Return, in their exact form, the lines that lie between the start of the data below and the line containing "const MAX_EMAIL_LEN: usize = 254;", with both ends included.

» Stored data
····················

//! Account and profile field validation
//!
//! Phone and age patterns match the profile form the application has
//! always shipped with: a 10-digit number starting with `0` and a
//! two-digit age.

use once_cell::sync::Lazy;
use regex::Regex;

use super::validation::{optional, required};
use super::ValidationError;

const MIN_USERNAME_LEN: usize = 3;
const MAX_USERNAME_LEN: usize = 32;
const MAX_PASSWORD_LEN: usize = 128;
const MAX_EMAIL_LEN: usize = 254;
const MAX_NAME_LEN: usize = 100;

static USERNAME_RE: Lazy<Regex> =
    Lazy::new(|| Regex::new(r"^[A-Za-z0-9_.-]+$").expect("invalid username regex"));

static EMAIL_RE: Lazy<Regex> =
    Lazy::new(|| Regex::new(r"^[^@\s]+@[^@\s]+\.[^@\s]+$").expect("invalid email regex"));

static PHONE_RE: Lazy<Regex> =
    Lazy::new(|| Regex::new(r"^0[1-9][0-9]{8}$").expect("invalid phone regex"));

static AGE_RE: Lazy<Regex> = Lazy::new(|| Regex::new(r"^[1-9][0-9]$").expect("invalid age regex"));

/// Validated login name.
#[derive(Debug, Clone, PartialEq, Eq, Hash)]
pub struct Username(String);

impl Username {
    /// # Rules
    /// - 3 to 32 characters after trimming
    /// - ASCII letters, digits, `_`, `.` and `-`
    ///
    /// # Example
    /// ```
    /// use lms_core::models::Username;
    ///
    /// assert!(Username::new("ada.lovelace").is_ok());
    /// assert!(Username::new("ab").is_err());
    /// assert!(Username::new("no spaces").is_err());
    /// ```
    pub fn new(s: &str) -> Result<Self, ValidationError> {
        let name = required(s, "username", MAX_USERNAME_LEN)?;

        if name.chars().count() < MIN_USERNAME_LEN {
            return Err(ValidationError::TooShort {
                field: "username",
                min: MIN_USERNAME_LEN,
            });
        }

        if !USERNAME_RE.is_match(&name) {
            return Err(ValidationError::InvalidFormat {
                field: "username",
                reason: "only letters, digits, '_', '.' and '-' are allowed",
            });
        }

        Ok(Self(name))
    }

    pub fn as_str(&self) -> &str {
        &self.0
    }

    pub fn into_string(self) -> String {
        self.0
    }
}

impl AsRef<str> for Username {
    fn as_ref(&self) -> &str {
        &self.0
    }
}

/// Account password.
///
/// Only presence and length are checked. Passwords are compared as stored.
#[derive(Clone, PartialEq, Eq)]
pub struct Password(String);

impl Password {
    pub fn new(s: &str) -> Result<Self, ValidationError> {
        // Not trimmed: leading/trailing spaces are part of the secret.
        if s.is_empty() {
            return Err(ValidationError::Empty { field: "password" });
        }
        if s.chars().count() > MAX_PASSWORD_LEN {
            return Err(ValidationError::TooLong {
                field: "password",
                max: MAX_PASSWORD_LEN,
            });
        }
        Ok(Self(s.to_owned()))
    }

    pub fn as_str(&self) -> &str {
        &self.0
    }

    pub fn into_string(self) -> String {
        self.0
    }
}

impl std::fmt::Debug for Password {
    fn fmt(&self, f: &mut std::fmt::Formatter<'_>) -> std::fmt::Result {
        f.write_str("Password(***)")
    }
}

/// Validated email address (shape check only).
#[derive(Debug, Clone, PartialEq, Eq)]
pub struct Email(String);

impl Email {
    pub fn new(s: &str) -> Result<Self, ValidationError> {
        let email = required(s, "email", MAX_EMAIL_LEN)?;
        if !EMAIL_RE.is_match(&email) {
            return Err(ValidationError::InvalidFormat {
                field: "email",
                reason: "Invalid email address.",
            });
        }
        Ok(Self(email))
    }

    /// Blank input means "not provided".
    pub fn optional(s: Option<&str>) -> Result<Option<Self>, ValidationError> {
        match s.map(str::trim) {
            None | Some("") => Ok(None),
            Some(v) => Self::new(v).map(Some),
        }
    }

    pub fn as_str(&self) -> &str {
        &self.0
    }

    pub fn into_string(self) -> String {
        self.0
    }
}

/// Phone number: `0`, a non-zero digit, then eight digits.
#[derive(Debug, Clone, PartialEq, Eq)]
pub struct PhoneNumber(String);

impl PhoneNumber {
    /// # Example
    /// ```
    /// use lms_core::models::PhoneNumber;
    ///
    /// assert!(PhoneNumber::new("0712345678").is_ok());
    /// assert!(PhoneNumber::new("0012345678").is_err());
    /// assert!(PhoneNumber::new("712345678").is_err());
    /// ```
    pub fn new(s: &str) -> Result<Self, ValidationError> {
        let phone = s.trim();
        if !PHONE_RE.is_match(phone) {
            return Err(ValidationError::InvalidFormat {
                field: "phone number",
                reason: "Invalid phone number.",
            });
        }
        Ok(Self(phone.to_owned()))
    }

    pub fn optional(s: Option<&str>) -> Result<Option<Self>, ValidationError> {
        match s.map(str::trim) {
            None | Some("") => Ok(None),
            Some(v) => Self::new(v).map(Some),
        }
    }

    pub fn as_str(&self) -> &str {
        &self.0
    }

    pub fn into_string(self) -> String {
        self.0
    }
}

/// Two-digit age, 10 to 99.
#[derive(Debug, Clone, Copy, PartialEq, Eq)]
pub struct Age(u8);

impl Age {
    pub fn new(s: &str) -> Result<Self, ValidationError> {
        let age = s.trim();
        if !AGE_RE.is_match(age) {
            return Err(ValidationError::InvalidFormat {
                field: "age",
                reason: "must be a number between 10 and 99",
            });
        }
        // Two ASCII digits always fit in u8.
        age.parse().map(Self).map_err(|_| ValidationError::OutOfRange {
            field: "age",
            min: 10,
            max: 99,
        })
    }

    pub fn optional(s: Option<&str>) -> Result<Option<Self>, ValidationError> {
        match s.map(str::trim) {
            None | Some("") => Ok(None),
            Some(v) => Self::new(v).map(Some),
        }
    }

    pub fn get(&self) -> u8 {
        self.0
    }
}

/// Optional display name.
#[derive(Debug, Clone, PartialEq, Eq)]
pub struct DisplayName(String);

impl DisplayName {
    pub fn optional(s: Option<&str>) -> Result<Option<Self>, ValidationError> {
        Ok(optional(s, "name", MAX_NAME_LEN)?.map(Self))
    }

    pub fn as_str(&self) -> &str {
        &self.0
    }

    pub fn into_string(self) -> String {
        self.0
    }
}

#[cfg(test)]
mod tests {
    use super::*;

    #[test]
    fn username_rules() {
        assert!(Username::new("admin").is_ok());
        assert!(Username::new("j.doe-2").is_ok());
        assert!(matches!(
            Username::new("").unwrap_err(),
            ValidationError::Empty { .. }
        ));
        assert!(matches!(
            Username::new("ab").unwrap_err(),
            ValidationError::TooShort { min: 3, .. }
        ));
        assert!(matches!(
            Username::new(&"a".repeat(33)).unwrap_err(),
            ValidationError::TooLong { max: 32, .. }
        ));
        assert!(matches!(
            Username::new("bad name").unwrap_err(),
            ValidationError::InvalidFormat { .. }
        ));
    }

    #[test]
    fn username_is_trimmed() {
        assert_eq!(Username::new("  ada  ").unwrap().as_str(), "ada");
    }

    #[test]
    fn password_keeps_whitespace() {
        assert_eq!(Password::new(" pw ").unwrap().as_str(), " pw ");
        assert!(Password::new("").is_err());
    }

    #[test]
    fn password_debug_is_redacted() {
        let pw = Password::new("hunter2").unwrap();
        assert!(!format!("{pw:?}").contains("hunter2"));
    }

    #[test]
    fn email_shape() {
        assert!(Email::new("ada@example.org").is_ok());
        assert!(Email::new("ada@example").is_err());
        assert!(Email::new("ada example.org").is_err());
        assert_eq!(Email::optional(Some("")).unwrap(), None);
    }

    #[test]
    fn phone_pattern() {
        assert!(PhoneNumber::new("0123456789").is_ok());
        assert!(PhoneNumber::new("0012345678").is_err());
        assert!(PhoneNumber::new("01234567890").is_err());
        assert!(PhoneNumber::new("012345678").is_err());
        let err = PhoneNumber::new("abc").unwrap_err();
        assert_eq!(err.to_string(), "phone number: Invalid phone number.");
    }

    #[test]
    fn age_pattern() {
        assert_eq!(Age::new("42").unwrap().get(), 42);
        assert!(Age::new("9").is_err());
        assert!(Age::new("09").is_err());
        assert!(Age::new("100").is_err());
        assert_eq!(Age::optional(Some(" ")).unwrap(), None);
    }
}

····················

» ANSWER FOR THIS EXERCISE
//! Account and profile field validation
//!
//! Phone and age patterns match the profile form the application has
//! always shipped with: a 10-digit number starting with `0` and a
//! two-digit age.

use once_cell::sync::Lazy;
use regex::Regex;

use super::validation::{optional, required};
use super::ValidationError;

const MIN_USERNAME_LEN: usize = 3;
const MAX_USERNAME_LEN: usize = 32;
const MAX_PASSWORD_LEN: usize = 128;
const MAX_EMAIL_LEN: usize = 254;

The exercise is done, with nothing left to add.